Data Staging Feature
Overview
The Data Staging feature enables GeneForgeLang workflows to work with remote data files by automatically downloading them to local temporary directories before plugin execution. This ensures that plugins receive local file paths while maintaining security through signed URLs.
Architecture
The data staging system consists of:
- DataStagingManager: Core class that handles file downloads and parameter resolution
- GFL Service Integration: Modified execution endpoint that uses data staging
- Automatic Cleanup: Temporary files are cleaned up after workflow completion
Usage
Basic Workflow
- Workflow Request: GeneForge sends a GFL AST with file references and a data manifest
- Data Staging: DataStagingManager downloads referenced files to local temporary directory
- Parameter Resolution: File parameters are updated with local paths
- Plugin Execution: Plugins receive local file paths instead of remote URLs
- Cleanup: Temporary files are automatically removed after execution
API Integration
The GFL service /api/v2/execute endpoint now accepts a data_manifest parameter:
{
"ast": {
"experiment": {
"tool": "samtools",
"params": {
"input_file": "sample.sam",
"reference_file": "hg38.fasta"
}
}
},
"data_manifest": {
"sample.sam": "https://storage.googleapis.com/bucket/sample.sam?signature=abc123",
"hg38.fasta": "https://storage.googleapis.com/bucket/hg38.fasta?signature=def456"
}
}
Response Format
The execution response includes staging information:
{
"success": true,
"result": {
"status": "success",
"staged_files": ["sample.sam", "hg38.fasta"],
"plugin_params": {
"input_file": "/tmp/gfl_run_123/sample.sam",
"reference_file": "/tmp/gfl_run_123/hg38.fasta"
}
}
}
Implementation Details
DataStagingManager Class
from gfl.staging import DataStagingManager
# Initialize manager
manager = DataStagingManager()
# Stage files
staged_params = manager.stage_files(plugin_params, data_manifest)
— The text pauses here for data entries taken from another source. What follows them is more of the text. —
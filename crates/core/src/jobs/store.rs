use super::{Job, JobStatus};
use crate::error::StoreError;
use async_trait::async_trait;
use chrono::{DateTime, Utc};
use serde::{Deserialize, Serialize};
use serde_json::Value;
use std::collections::HashMap;
use tokio::sync::Mutex;
use uuid::Uuid;

/// Result of an insert that honours dedup keys.
#[derive(Debug, Clone, Copy, PartialEq, Eq)]
pub enum InsertOutcome {
    Inserted(Uuid),
    /// A pending job already holds the dedup key.
    Duplicate(Uuid),
}

#[derive(Debug, Clone, Default, Deserialize)]
#[serde(rename_all = "camelCase")]
pub struct JobFilter {
    pub status: Option<JobStatus>,
    pub queue: Option<String>,
    pub name: Option<String>,
    pub limit: Option<usize>,
}

#[derive(Debug, Clone, Copy, Default, PartialEq, Eq, Serialize)]
pub struct JobCounts {
    pub queued: usize,
    pub running: usize,
    pub done: usize,
    pub failed: usize,
}

/// Persistence for the job queue. Every method is a single atomic operation
/// so a cancelled caller cannot leave a job half-claimed.
#[async_trait]
pub trait JobStore: Send + Sync {
    /// Insert unless a pending job carries the same dedup key.
    async fn insert(&self, job: Job) -> Result<InsertOutcome, StoreError>;

    /// Claim the best runnable job across `queues` (all queues when empty).
    /// Order: priority descending, then `run_at`, then creation time.
    async fn claim_next(
        &self,
        queues: &[String],
        worker_id: &str,
        now: DateTime<Utc>,
    ) -> Result<Option<Job>, StoreError>;

    /// Mark a job claimed by `worker_id` as done.
    async fn complete(
        &self,
        id: Uuid,
        worker_id: &str,
        result: Value,
        now: DateTime<Utc>,
    ) -> Result<Job, StoreError>;

    /// Record a failed attempt. With `retry_at` the job goes back to
    /// `queued`, otherwise it becomes permanently `failed`.
    async fn record_failure(
        &self,
        id: Uuid,
        worker_id: &str,
        error: &str,
        retry_at: Option<DateTime<Utc>>,
        now: DateTime<Utc>,
    ) -> Result<Job, StoreError>;

    /// Unlock `running` jobs locked before `cutoff`, counting the lost run as
    /// an attempt. Returns how many jobs were released.
    async fn release_stale(&self, cutoff: DateTime<Utc>, now: DateTime<Utc>)
    -> Result<usize, StoreError>;

    async fn get(&self, id: Uuid) -> Result<Option<Job>, StoreError>;

    /// Newest first.
    async fn list(&self, filter: &JobFilter) -> Result<Vec<Job>, StoreError>;

    async fn counts(&self) -> Result<JobCounts, StoreError>;
}

#[derive(Default)]
struct QueueState {
    jobs: HashMap<Uuid, Job>,
    /// Dedup key → id of the pending job holding it.
    dedup: HashMap<String, Uuid>,
}

impl QueueState {
    /// Free the job's dedup key once it has left the pending states.
    fn release_dedup(&mut self, job: &Job) {
        if !job.status.is_pending()
            && let Some(key) = &job.dedup_key
            && self.dedup.get(key) == Some(&job.id)
        {
            self.dedup.remove(key);
        }
    }

    fn owned_running(&mut self, id: Uuid, worker_id: &str) -> Result<&mut Job, StoreError> {
        let job = self
            .jobs
            .get_mut(&id)
            .ok_or_else(|| StoreError::NotFound(format!("job {id}")))?;
        if job.status != JobStatus::Running || job.locked_by.as_deref() != Some(worker_id) {
            return Err(StoreError::Conflict(format!(
                "job {id} is not locked by {worker_id}"
            )));
        }
        Ok(job)
    }
}
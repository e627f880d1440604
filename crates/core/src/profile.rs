//! User profile records keyed by user id.

use crate::error::StoreError;
use async_trait::async_trait;
use chrono::{DateTime, Utc};
use serde::{Deserialize, Serialize};
use std::collections::HashMap;
use tokio::sync::RwLock;

#[derive(Debug, Clone, PartialEq, Serialize, Deserialize)]
#[serde(rename_all = "camelCase")]
pub struct Profile {
    pub user_id: String,
    pub email: Option<String>,
    pub display_name: Option<String>,
    pub bio: Option<String>,
    pub updated_at: DateTime<Utc>,
}

impl Profile {
    pub fn empty(user_id: impl Into<String>, email: Option<String>) -> Self {
        Self {
            user_id: user_id.into(),
            email,
            display_name: None,
            bio: None,
            updated_at: Utc::now(),
        }
    }
}

/// Fields a user may change on their own profile.
#[derive(Debug, Clone, Default, Deserialize)]
#[serde(rename_all = "camelCase", deny_unknown_fields)]
pub struct ProfileUpdate {
    pub display_name: Option<String>,
    pub bio: Option<String>,
}

#[async_trait]
pub trait ProfileStore: Send + Sync {
    async fn get(&self, user_id: &str) -> Result<Option<Profile>, StoreError>;
    async fn upsert(&self, profile: Profile) -> Result<Profile, StoreError>;
}

#[derive(Default)]
pub struct MemoryProfileStore {
    profiles: RwLock<HashMap<String, Profile>>,
}

impl MemoryProfileStore {
    pub fn new() -> Self {
        Self::default()
    }
}

#[async_trait]
impl ProfileStore for MemoryProfileStore {
    async fn get(&self, user_id: &str) -> Result<Option<Profile>, StoreError> {
        Ok(self.profiles.read().await.get(user_id).cloned())
    }

    async fn upsert(&self, mut profile: Profile) -> Result<Profile, StoreError> {
        profile.updated_at = Utc::now();
        self.profiles
            .write()
            .await
            .insert(profile.user_id.clone(), profile.clone());
        Ok(profile)
    }
}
# Cleanup (automatic in GFL service)
manager.cleanup()
Key Features
- Unique Temporary Directories: Each workflow execution gets its own temporary directory
- Graceful Error Handling: Download failures don't stop workflow execution
- Parameter Preservation: Non-file parameters remain unchanged
- Automatic Cleanup: Temporary files are removed after execution
- Logging: Comprehensive logging for debugging and monitoring
Security Considerations
- Signed URLs: All remote file access uses signed URLs for security
- Temporary Storage: Files are stored in temporary directories that are cleaned up
- No Persistent Storage: No files are permanently stored on the GFL service
- Error Isolation: Download failures are logged but don't affect other files
Configuration
Dependencies
The data staging feature requires:
dependencies = [
"requests>=2.25.0",
]
[project.optional-dependencies]
staging = [
"google-cloud-storage>=2.0.0",
]
Installation
# Basic installation (includes requests)
pip install geneforgelang
# With Google Cloud Storage support
pip install geneforgelang[staging]
Testing
The data staging feature includes comprehensive tests:
- Unit Tests: Test individual DataStagingManager methods
- Integration Tests: Test complete workflow with GFL service
- Error Handling Tests: Test various failure scenarios
- Mock Tests: Test without actual file downloads
Run tests with:
pytest tests/test_data_staging.py
pytest tests/test_data_staging_integration.py
Error Handling
The data staging system handles various error scenarios:
- Download Failures: Individual file download failures are logged but don't stop execution
- Network Issues: Temporary network issues are handled gracefully
- Cleanup Failures: Cleanup failures are logged but don't affect workflow results
- Invalid URLs: Invalid or expired signed URLs are handled gracefully
Monitoring
The system provides comprehensive logging:
- Info Level: Normal staging operations and cleanup
- Debug Level: Detailed parameter processing information
- Error Level: Download failures and cleanup issues
- Warning Level: Non-critical issues and fallbacks
Future Enhancements
Potential future improvements:
- Caching: Cache frequently used files to avoid re-downloading
- Parallel Downloads: Download multiple files in parallel for better performance
- Progress Tracking: Real-time progress updates for large file downloads
- Retry Logic: Automatic retry for failed downloads
- Compression: Support for compressed file formats